Among the lines below, how many have the word "RepositoryInfo"? The reply is that number alone.
Input section start
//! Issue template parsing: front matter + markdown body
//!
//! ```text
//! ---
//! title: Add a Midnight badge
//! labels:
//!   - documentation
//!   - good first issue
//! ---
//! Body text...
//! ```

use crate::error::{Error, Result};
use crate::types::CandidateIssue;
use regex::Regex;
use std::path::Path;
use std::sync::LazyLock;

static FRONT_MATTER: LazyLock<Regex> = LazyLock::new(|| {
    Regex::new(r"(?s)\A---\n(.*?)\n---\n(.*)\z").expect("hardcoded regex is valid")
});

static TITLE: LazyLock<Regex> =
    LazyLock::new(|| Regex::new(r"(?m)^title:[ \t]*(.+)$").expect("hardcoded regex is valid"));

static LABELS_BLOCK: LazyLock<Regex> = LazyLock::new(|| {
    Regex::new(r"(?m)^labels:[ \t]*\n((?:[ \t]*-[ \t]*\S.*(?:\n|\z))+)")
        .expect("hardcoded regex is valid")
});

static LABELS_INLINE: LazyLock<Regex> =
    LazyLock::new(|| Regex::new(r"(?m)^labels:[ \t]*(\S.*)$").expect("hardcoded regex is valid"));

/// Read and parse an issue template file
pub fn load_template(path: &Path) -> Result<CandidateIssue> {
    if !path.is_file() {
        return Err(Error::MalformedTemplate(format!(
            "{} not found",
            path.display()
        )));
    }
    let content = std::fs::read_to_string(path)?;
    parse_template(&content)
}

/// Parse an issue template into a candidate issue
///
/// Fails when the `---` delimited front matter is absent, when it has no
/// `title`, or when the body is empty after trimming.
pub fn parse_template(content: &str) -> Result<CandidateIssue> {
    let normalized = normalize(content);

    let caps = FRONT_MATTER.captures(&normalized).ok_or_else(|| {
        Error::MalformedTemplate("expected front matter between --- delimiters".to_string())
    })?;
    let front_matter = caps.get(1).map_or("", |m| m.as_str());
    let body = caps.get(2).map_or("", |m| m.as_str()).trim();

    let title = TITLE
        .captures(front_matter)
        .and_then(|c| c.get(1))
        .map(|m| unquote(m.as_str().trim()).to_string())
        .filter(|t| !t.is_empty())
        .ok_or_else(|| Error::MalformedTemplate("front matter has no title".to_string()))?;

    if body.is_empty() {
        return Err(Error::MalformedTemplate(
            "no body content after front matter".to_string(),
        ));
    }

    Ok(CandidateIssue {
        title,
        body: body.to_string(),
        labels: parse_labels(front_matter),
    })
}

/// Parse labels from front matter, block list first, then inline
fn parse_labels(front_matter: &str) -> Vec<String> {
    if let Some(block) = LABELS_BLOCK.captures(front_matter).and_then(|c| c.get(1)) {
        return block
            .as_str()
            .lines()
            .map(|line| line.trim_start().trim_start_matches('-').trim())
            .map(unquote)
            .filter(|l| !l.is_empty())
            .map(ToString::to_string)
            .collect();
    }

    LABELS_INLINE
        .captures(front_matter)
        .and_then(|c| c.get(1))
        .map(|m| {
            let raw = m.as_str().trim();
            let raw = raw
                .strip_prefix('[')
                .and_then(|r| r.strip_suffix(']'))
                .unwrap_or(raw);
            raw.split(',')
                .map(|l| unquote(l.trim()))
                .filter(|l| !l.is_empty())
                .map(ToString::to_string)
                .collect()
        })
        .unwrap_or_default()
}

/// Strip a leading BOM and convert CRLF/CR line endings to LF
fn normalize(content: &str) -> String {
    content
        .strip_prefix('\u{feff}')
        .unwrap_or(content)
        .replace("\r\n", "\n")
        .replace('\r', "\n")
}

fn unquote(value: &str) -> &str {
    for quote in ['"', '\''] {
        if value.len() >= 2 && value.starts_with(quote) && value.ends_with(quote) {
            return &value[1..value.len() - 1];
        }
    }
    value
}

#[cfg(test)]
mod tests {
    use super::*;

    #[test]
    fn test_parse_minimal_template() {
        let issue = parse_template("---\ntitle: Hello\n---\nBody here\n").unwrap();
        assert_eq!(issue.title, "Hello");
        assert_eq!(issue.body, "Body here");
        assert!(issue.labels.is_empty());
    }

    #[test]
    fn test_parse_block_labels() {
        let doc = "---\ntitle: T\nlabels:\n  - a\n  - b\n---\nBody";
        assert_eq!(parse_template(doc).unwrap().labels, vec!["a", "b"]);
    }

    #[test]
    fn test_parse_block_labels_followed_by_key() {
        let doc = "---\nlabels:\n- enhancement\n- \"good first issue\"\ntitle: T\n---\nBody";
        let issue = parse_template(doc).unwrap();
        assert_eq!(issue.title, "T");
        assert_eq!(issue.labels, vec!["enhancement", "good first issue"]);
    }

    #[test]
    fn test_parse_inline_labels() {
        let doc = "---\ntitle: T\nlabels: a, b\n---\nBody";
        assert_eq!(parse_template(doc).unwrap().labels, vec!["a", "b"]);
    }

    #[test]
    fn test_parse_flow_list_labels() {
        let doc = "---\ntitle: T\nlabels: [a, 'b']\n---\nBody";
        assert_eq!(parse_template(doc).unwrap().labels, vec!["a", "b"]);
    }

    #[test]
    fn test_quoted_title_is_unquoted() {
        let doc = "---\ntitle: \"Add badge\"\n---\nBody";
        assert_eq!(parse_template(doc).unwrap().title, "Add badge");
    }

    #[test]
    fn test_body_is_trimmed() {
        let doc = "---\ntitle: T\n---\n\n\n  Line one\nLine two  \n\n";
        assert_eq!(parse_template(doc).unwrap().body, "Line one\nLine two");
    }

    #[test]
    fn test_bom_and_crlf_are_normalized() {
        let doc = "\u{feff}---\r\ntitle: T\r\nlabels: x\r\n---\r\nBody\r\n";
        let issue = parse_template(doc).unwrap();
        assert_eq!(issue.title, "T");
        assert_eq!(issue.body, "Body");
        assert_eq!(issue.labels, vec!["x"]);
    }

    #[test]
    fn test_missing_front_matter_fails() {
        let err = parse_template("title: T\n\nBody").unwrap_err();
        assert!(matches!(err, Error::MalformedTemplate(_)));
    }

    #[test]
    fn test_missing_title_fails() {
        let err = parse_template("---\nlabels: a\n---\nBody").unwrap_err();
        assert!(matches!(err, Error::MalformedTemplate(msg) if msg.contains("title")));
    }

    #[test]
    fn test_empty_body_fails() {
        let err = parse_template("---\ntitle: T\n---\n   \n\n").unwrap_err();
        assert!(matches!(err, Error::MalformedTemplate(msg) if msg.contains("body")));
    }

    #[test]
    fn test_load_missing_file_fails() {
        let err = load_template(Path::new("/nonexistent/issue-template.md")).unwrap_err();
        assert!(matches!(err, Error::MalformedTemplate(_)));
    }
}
Input section end
Input section start
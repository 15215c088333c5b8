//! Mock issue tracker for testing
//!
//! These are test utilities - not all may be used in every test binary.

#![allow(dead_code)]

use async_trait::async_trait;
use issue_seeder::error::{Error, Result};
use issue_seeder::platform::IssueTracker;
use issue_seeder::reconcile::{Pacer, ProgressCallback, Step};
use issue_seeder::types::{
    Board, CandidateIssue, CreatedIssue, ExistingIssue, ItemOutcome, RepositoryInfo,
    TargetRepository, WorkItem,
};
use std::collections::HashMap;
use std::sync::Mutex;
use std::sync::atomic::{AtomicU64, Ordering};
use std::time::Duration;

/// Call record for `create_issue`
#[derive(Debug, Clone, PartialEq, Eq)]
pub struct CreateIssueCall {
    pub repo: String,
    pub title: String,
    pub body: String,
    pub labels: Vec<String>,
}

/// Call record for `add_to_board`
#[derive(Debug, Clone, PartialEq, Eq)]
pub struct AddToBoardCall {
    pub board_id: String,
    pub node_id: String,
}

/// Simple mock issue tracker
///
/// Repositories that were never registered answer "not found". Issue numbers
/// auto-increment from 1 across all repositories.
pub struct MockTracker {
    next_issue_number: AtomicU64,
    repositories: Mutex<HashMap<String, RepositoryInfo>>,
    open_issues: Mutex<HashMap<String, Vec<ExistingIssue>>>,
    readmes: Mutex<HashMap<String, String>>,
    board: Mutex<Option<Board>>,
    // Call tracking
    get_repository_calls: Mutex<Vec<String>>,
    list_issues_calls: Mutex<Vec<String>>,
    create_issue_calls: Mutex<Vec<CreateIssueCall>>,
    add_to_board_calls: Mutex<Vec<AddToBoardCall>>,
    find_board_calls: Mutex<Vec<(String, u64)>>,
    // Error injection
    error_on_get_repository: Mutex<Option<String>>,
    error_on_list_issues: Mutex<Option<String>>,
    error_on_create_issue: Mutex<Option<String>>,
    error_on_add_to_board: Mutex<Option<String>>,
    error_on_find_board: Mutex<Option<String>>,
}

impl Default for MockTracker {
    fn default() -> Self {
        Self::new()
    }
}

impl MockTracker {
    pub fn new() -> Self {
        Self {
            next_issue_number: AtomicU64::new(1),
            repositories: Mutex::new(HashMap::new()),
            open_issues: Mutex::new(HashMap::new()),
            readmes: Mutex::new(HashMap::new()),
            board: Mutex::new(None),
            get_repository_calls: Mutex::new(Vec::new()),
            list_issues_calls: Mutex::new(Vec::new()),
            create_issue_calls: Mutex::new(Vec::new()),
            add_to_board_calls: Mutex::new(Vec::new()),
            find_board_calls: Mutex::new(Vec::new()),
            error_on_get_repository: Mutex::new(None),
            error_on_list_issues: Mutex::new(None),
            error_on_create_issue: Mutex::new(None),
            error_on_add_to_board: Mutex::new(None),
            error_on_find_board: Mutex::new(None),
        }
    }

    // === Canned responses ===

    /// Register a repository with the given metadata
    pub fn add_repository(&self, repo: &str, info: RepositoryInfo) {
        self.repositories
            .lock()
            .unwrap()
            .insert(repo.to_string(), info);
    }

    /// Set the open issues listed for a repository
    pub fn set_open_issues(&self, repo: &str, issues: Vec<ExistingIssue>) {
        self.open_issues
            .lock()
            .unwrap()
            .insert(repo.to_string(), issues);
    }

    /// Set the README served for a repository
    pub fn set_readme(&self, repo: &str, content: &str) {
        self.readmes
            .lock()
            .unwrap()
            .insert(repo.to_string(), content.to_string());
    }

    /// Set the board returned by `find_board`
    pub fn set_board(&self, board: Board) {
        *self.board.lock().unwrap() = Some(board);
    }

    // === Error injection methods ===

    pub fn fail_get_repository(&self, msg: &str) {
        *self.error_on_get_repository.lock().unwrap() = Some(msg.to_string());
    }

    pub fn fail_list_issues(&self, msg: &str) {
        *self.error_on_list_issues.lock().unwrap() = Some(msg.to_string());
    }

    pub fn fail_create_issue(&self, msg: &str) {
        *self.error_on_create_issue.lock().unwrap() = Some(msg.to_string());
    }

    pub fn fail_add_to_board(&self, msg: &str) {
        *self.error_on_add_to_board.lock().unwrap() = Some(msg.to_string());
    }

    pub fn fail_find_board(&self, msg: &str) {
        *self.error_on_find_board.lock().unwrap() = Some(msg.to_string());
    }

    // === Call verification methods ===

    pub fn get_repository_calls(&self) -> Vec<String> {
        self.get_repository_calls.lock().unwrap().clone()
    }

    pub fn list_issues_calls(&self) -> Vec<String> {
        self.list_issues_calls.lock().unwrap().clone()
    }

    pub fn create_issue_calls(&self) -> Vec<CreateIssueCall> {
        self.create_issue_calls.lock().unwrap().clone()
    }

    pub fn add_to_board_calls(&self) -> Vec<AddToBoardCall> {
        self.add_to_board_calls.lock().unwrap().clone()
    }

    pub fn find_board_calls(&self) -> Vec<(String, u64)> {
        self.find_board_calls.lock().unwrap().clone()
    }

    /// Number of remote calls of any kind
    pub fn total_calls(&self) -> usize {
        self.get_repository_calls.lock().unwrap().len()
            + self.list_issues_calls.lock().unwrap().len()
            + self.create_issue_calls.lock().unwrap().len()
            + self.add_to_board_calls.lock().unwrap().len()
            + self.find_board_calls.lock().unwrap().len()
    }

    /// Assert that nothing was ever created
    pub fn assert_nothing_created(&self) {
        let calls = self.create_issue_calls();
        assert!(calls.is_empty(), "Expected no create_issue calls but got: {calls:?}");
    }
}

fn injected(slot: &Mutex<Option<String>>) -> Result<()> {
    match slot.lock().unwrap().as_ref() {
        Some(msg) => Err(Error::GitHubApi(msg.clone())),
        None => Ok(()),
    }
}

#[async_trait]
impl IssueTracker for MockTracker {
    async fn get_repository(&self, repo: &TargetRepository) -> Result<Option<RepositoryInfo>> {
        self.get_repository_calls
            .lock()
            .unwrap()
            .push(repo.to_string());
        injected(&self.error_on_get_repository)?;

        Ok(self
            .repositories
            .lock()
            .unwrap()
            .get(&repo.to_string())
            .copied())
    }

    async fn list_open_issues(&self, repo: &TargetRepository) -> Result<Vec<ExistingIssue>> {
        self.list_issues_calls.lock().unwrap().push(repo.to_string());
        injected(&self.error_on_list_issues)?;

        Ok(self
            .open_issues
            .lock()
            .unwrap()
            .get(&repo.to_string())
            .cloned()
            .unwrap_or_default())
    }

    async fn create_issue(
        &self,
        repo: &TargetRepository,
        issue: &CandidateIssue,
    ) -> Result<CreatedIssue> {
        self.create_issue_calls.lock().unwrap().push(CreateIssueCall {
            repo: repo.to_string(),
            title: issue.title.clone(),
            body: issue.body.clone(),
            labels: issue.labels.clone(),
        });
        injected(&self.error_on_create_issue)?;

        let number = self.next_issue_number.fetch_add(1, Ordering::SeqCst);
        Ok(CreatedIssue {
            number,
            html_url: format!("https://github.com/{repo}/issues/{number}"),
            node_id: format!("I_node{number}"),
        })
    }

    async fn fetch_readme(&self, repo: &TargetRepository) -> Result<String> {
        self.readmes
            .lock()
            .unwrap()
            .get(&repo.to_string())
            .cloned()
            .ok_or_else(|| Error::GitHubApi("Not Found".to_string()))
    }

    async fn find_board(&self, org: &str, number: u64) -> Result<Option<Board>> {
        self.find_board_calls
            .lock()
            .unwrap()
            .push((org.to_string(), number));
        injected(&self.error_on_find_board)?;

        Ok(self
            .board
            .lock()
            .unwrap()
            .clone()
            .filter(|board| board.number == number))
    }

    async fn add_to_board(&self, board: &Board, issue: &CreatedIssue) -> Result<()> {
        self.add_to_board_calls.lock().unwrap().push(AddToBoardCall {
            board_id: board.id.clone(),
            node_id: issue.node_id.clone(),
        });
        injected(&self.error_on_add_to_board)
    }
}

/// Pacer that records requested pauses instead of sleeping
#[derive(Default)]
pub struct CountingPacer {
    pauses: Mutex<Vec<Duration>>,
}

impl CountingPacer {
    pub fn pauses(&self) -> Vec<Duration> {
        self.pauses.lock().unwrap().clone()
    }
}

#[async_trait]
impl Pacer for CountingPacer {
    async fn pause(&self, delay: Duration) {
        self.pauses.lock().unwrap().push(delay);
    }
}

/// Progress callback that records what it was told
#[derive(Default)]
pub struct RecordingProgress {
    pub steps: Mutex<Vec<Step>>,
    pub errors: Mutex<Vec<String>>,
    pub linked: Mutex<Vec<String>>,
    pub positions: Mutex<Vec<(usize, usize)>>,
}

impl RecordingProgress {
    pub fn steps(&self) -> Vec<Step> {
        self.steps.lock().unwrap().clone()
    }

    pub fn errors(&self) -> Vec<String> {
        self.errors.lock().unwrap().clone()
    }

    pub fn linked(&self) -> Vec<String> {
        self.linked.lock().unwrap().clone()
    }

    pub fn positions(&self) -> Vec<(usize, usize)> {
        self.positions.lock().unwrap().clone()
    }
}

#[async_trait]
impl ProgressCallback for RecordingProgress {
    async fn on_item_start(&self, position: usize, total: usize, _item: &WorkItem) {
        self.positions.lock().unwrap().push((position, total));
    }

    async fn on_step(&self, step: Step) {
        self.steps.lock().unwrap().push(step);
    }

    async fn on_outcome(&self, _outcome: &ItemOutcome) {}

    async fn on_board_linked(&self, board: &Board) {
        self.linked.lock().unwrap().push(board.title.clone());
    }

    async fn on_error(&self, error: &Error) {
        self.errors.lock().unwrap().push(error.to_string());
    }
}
Input section end
*Answer section*
4